Erano le 11 del mattino e sarei dovuto rimanere li fino a notte.

Ero esattamente al centro del piazzale esposto agli sguardi e ai commenti di chiunque passasse di li.

Poco dopo passò di li Luna che si avvicinò con un sorrisino soddisfatto. Poi mi strizzò un capezzolo e avvicinandosi con le labbra al mio orecchio mi sussurrò: «Vedi che succede a comportarsi da cagna, schiava?».

Dopo qualche ora di supplizio vidi movimento nel piazzale e tutti gli schiavi si affrettavano con passo veloce verso la residenza.

La Padrona aveva guardato le telecamere a circuito chiuso installate all’interno di ogni cella e così aveva potuto verificare come si erano svolti i fatti.
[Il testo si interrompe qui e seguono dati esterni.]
//! End-to-end wake-up → switch scenarios through the in-process tracer

use schedlat::tracer::{PrevState, SchedEvent, TaskRecord, Tracer, TracerOptions};
use schedlat_common::{LatencyConfig, RandomSource, SwitchOutcome};
use std::thread;

fn every_event() -> TracerOptions {
    TracerOptions {
        config: LatencyConfig { sample_ratio: 1, ..LatencyConfig::default() },
        cpus: 8,
        ..TracerOptions::default()
    }
}

fn task(pid: u32, tid: u32, comm: &str) -> TaskRecord {
    TaskRecord { pid, tid, comm: comm.to_string(), cgroup_id: 0 }
}

fn wakeup(tid: u32, ts: u64) -> SchedEvent {
    SchedEvent::Wakeup { tid, pid: 0, ts }
}

fn switch(
    ts: u64,
    cpu: u32,
    prev: TaskRecord,
    prev_state: PrevState,
    next: TaskRecord,
) -> SchedEvent {
    SchedEvent::Switch { ts, cpu, prev, prev_state, next }
}

/// Never lands on a multiple of any ratio above 1
struct NeverZero;

impl RandomSource for NeverZero {
    fn next_u32(&self) -> u32 {
        1
    }
}

#[test]
fn test_blocked_predecessor_reports_delay() {
    let (tracer, rx) = Tracer::new(every_event());

    tracer.handle(&wakeup(42, 1_000_000));
    let outcome = tracer.handle(&switch(
        3_000_000,
        0,
        task(7, 7, "kworker"),
        PrevState::Interruptible,
        task(40, 42, "worker"),
    ));

    assert_eq!(outcome, Some(SwitchOutcome::Emitted { delay_ns: 2_000_000, preempted: false }));
    let event = rx.try_recv().unwrap();
    assert_eq!((event.pid, event.tid, event.delay_ns, event.ts), (40, 42, 2_000_000, 3_000_000));
    assert_eq!(event.is_preempt, 0);
    assert_eq!(event.preempted_pid, 0);
    assert_eq!(event.comm_str(), "worker");
    assert_eq!(event.cgroup_id, 0);
    assert_eq!(event.prev_cgroup_id, 0);
    assert!(rx.try_recv().is_err());
}

#[test]
fn test_sub_threshold_delay_is_silent() {
    let (tracer, rx) = Tracer::new(every_event());

    tracer.handle(&wakeup(42, 1_000_000));
    let outcome = tracer.handle(&switch(
        1_500_000,
        0,
        task(7, 7, "spin"),
        PrevState::Running,
        task(42, 42, "worker"),
    ));

    assert_eq!(outcome, Some(SwitchOutcome::BelowThreshold { delay_ns: 500_000 }));
    assert!(rx.try_recv().is_err());
    assert_eq!(tracer.pending_wakeups(), 0);
}

#[test]
fn test_switch_without_wakeup_is_silent() {
    let (tracer, rx) = Tracer::new(every_event());

    let outcome = tracer.handle(&switch(
        9_000_000,
        0,
        task(7, 7, "a"),
        PrevState::Running,
        task(99, 99, "b"),
    ));

    assert_eq!(outcome, Some(SwitchOutcome::NoWakeup));
    assert!(rx.try_recv().is_err());
}

#[test]
fn test_runnable_predecessor_is_a_preemption() {
    let (tracer, rx) = Tracer::new(every_event());

    tracer.handle(&wakeup(5, 0));
    let victim = task(5, 5, "victim");
    tracer.handle(&switch(2_000_000, 1, task(3, 3, "hog"), PrevState::Running, victim));

    let event = rx.try_recv().unwrap();
    assert!(event.is_preemption());
    assert_eq!(event.preempted_pid, 3);
    assert_eq!(event.preempted_comm_str(), "hog");
    assert_eq!(tracer.counts().preempted, 1);
}

#[test]
fn test_idle_switches_leave_wakeup_pending() {
    let (tracer, rx) = Tracer::new(every_event());

    tracer.handle(&wakeup(42, 0));
    let outcome = tracer.handle(&switch(
        5_000_000,
        0,
        task(0, 0, "swapper/0"),
        PrevState::Running,
        task(42, 42, "w"),
    ));

    assert_eq!(outcome, Some(SwitchOutcome::Idle));
    assert_eq!(tracer.pending_wakeups(), 1);
    assert!(rx.try_recv().is_err());
}

#[test]
fn test_learned_groups_attach_to_record() {
    let (tracer, rx) = Tracer::new(every_event());

    let mut prev = task(7, 7, "kworker");
    prev.cgroup_id = 700;
    let mut next = task(40, 42, "worker");
    next.cgroup_id = 4_200;

    tracer.handle(&wakeup(42, 0));
    tracer.handle(&switch(2_000_000, 0, prev, PrevState::Interruptible, next));

    let event = rx.try_recv().unwrap();
    assert_eq!(event.cgroup_id, 4_200);
    assert_eq!(event.prev_cgroup_id, 700);
}

#[test]
fn test_unknown_groups_report_zero() {
    let (tracer, rx) = Tracer::new(every_event());

    let mut prev = task(7, 7, "kworker");
    prev.cgroup_id = 700;
    tracer.handle(&wakeup(42, 0));
    tracer.handle(&switch(2_000_000, 0, prev, PrevState::Interruptible, task(40, 42, "worker")));
    let first = rx.try_recv().unwrap();
    assert_eq!(first.cgroup_id, 0);
    assert_eq!(first.prev_cgroup_id, 700);

    tracer.handle(&wakeup(43, 3_000_000));
    let next = task(40, 43, "helper");
    tracer.handle(&switch(5_000_000, 1, task(8, 8, "kworker"), PrevState::Interruptible, next));
    let second = rx.try_recv().unwrap();
    assert_eq!((second.cgroup_id, second.prev_cgroup_id), (0, 0));
}

#[test]
fn test_group_table_stays_bounded() {
    let (tracer, _rx) = Tracer::new(every_event());

    for tid in 1..=50_000u32 {
        let mut next = task(tid, tid, "w");
        next.cgroup_id = u64::from(tid);
        let ts = u64::from(tid) * 10;
        tracer.handle(&switch(ts, 0, task(9, 9, "x"), PrevState::Interruptible, next));
    }

    let bound = schedlat_common::TASK_META_CAPACITY as usize;
    assert!(tracer.known_groups() <= bound, "{} > {bound}", tracer.known_groups());
}

#[test]
fn test_in_window_events_are_throttled() {
    let options = TracerOptions {
        config: LatencyConfig { sample_ratio: 100, window_ns: 1_000_000, threshold_ns: 1 },
        cpus: 2,
        ..TracerOptions::default()
    };
    let (tracer, rx) = Tracer::with_random(options, NeverZero);

    for tid in 1..=3 {
        tracer.handle(&wakeup(tid, 0));
    }
    let a = tracer.handle(&switch(10_000, 0, task(9, 9, "x"), PrevState::Running, task(1, 1, "a")));
    let b = tracer.handle(&switch(20_000, 0, task(9, 9, "x"), PrevState::Running, task(2, 2, "b")));
    // Another CPU has its own window
    let c = tracer.handle(&switch(20_000, 1, task(9, 9, "x"), PrevState::Running, task(3, 3, "c")));

    assert!(matches!(a, Some(SwitchOutcome::Emitted { .. })));
    assert_eq!(b, Some(SwitchOutcome::Throttled));
    assert!(matches!(c, Some(SwitchOutcome::Emitted { .. })));
    assert_eq!(rx.try_iter().count(), 2);

    let counts = tracer.counts();
    assert_eq!(counts.throttled, 1);
    assert_eq!(counts.emitted, 2);
    assert_eq!(tracer.pending_wakeups(), 0);
}

#[test]
fn test_concurrent_cpus_each_report_their_threads() {
    const CPUS: u32 = 8;
    const PER_CPU: u32 = 500;

    let options = TracerOptions {
        channel_capacity: (CPUS * PER_CPU) as usize,
        ..every_event()
    };
    let (tracer, rx) = Tracer::new(options);

    thread::scope(|s| {
        for cpu in 0..CPUS {
            let tracer = &tracer;
            s.spawn(move || {
                for i in 0..PER_CPU {
                    let tid = 1 + cpu * PER_CPU + i;
                    let t0 = u64::from(i) * 10_000_000;
                    tracer.handle(&wakeup(tid, t0));
                    tracer.handle(&switch(
                        t0 + 2_000_000,
                        cpu,
                        task(100_000, 100_000, "prev"),
                        PrevState::Interruptible,
                        task(tid, tid, "w"),
                    ));
                }
            });
        }
    });

    let events: Vec<_> = rx.try_iter().collect();
    assert_eq!(events.len(), (CPUS * PER_CPU) as usize);
    assert!(events.iter().all(|e| e.delay_ns == 2_000_000));
    assert_eq!(tracer.counts().dropped, 0);
    assert_eq!(tracer.pending_wakeups(), 0);
}

#[test]
fn test_full_channel_drops_without_blocking() {
    let options = TracerOptions { channel_capacity: 1, ..every_event() };
    let (tracer, rx) = Tracer::new(options);

    for tid in 1..=3 {
        tracer.handle(&wakeup(tid, 0));
        let next = task(tid, tid, "w");
        tracer.handle(&switch(5_000_000, 0, task(9, 9, "x"), PrevState::Running, next));
    }

    assert_eq!(rx.try_iter().count(), 1);
    let counts = tracer.counts();
    assert_eq!(counts.emitted, 3);
    assert_eq!(counts.dropped, 2);
}
//! # schedlat - Main Entry Point
//!
//! Supports two operational modes:
//! - **Live** (default): attach to the scheduler tracepoints and report delays until
//!   Ctrl+C or `--duration`
//! - **Replay** (`--replay trace.jsonl`): run recorded events through the in-process tracer
//!
//! Either mode can also write every reported delay to `--export FILE`.

use anyhow::{Context, Result};
use aya::maps::RingBuf;
use clap::Parser;
use crossbeam_channel::Receiver;
use log::info;
use schedlat_common::{LatencyEvent, RandomSource};
use std::path::Path;
use std::time::{Duration, Instant};

use schedlat::cli::Args;
use schedlat::domain::ReplayError;
use schedlat::export::JsonlExporter;
use schedlat::preflight::run_preflight_checks;
use schedlat::profiling::{
    attach_sched_tracepoints, display_consumer_stats, display_tracer_counts, init_ebpf_logger,
    load_ebpf_program, online_cpus, print_delivery_diagnostics, write_config, EventProcessor,
};
use schedlat::summary::display_summary;
use schedlat::tracer::{load_trace, SchedEvent, SeededRandom, Tracer, TracerOptions};

// Exit codes
const EXIT_SUCCESS: i32 = 0;
const EXIT_ERROR: i32 = 1;
const EXIT_USAGE: i32 = 2;
const EXIT_NOPERM: i32 = 77;

/// Ring buffer poll interval
const POLL_INTERVAL: Duration = Duration::from_millis(100);

fn main() {
    env_logger::init();
    std::process::exit(match run() {
        Ok(()) => EXIT_SUCCESS,
        Err(e) => {
            let code = exit_code_for(&e);
            eprintln!("error: {e:#}");
            code
        }
    });
}

fn exit_code_for(err: &anyhow::Error) -> i32 {
    let msg = format!("{err:#}").to_lowercase();
    if msg.contains("permission denied") || msg.contains("requires root") {
        EXIT_NOPERM
    } else if err.chain().any(|cause| cause.is::<ReplayError>()) {
        EXIT_USAGE
    } else {
        EXIT_ERROR
    }
}

#[tokio::main]
async fn run() -> Result<()> {
    let args = Args::parse();

    if let Some(ref path) = args.replay {
        return replay(&args, path);
    }

    live(&args).await
}

// =============================================================================
// REPLAY
// =============================================================================

fn replay(args: &Args, path: &Path) -> Result<()> {
    let events =
        load_trace(path).with_context(|| format!("Failed to load trace {}", path.display()))?;

    let highest_cpu = events
        .iter()
        .filter_map(|event| match event {
            SchedEvent::Switch { cpu, .. } => Some(*cpu),
            SchedEvent::Wakeup { .. } => None,
        })
        .max()
        .unwrap_or(0);
    let options = TracerOptions { config: args.latency_config(), ..TracerOptions::default() }
        .covering_cpu(highest_cpu);
    let mut processor = event_processor(args)?;

    if !args.quiet {
        println!("schedlat v{}", env!("CARGO_PKG_VERSION"));
        println!("replay: {} ({} events)", path.display(), events.len());
    }

    match args.seed {
        Some(seed) => {
            let (tracer, rx) = Tracer::with_random(options, SeededRandom::new(seed));
            replay_events(&mut processor, &tracer, &rx, &events);
        }
        None => {
            let (tracer, rx) = Tracer::new(options);
            replay_events(&mut processor, &tracer, &rx, &events);
        }
    }

    finish_export(&mut processor)?;
    display_summary(processor.summary(), args.top);
    Ok(())
}

fn replay_events<R: RandomSource>(
    processor: &mut EventProcessor,
    tracer: &Tracer<R>,
    rx: &Receiver<LatencyEvent>,
    events: &[SchedEvent],
) {
    for event in events {
        tracer.handle(event);
        // Drain as we go so the bounded channel never fills
        for latency in rx.try_iter() {
            processor.process_event(latency);
        }
    }

    display_tracer_counts(&tracer.counts());
}

// =============================================================================
// OUTPUT
// =============================================================================

fn event_processor(args: &Args) -> Result<EventProcessor> {
    let processor = EventProcessor::new(args.quiet);
    match args.export {
        Some(ref path) => {
            info!("Exporting latency records to {}", path.display());
            Ok(processor.with_exporter(JsonlExporter::create(path)?))
        }
        None => Ok(processor),
    }
}

fn finish_export(processor: &mut EventProcessor) -> Result<()> {
    if let Some(written) = processor.finish_export()? {
        eprintln!("export: {written} records written");
    }
    Ok(())
}

// =============================================================================
// LIVE
// =============================================================================

async fn live(args: &Args) -> Result<()> {
    let quiet = args.quiet;
    let config = args.latency_config();

    run_preflight_checks(&args.ebpf_object)?;

    if !quiet {
        println!("schedlat v{}", env!("CARGO_PKG_VERSION"));
        println!(
            "threshold: {}µs, window: {}µs, in-window sampling: 1/{}",
            config.threshold_ns / 1_000,
            config.window_ns / 1_000,
            config.sample_ratio
        );
    }

    let cpus = online_cpus()?;
    info!("Tracing {} online CPUs", cpus.len());

    let mut bpf = load_ebpf_program(&args.ebpf_object)?;
    init_ebpf_logger(&mut bpf);

    // Tunables must be in place before the first switch is observed
    write_config(&mut bpf, &config)?;
    attach_sched_tracepoints(&mut bpf)?;

    let mut ring_buf =
        RingBuf::try_from(bpf.take_map("EVENTS").context("EVENTS map not found")?)?;

    let mut processor = event_processor(args)?;
    let mut last_status_time = Instant::now();

    let ctrl_c = tokio::signal::ctrl_c();
    tokio::pin!(ctrl_c);

    let started = Instant::now();
    let duration_limit =
        if args.duration > 0 { Some(Duration::from_secs(args.duration)) } else { None };
    let mut exit_reason = "interrupted";

    loop {
        if let Some(limit) = duration_limit {
            if started.elapsed() >= limit {
                exit_reason = "duration limit reached";
                break;
            }
        }

        while let Some(item) = ring_buf.next() {
            processor.process_bytes(&item);
        }

        if processor.stats.received == 0 && last_status_time.elapsed() > Duration::from_secs(10) {
            info!("Still waiting for events... (no delays above threshold yet)");
            last_status_time = Instant::now();
        }

        tokio::select! {
            () = tokio::time::sleep(POLL_INTERVAL) => {}
            _ = &mut ctrl_c => {
                break;
            }
        }
    }

    // Records still queued when the loop stopped
    while let Some(item) = ring_buf.next() {
        processor.process_bytes(&item);
    }

    eprintln!("\n{exit_reason}: {:.1}s", started.elapsed().as_secs_f64());
    display_consumer_stats(&processor.stats);
    print_delivery_diagnostics(&bpf)?;
    finish_export(&mut processor)?;
    display_summary(processor.summary(), args.top);

    Ok(())
}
Dopo qualche minuto Luna e Dasa furono trascinati all’esterno a forza. Erano stati fatti mettere nudi e sul corpo mostravano in segni di alcune scudisciate.

Di fronte a me gli altri schiavi posizionarono un grosso tavolo di legno, poi presero Dasa e lo fecero sdraiare supino. Gli misero dei ceppi ai polsi e alle caviglie che poi furono assicurati con delle catene al tavolo. Quindi venne il turno di Luna che venne fatta posizionare su Dasa a gattoni al contrario, così da creare una perfetta posizione 69. Dopo aver fissato anche le sue caviglie e i polsi al tavolone con mezzi ceppi di ferro che furono fissati con viti direttamente nel legno del tavolo, strinsero due cinghie alla fronte dei due fornicatori alle quali erano collegati due ganci anali di acciaio. I ganci vennero quindi inseriti nei due rispettivi ani e poi messi in tensione mediante un tensionatore, così che Luna avesse in bocca il cazzo di Dasa e Dasa la fica di Luna a contatto con la bocca.

Anche per loro la pena inflitta sarebbe stata di 12 ore.

Dovevamo essere un bello spettacolo, puniti per lussuria non autorizzata, per chiunque passasse di li. Poi dopo altre ore di sofferenza vidi una scena che mi procurò non poca soddisfazione nonostante non me la passassi proprio bene. Luna con la vescica piena si liberò nella bocca di Dasa.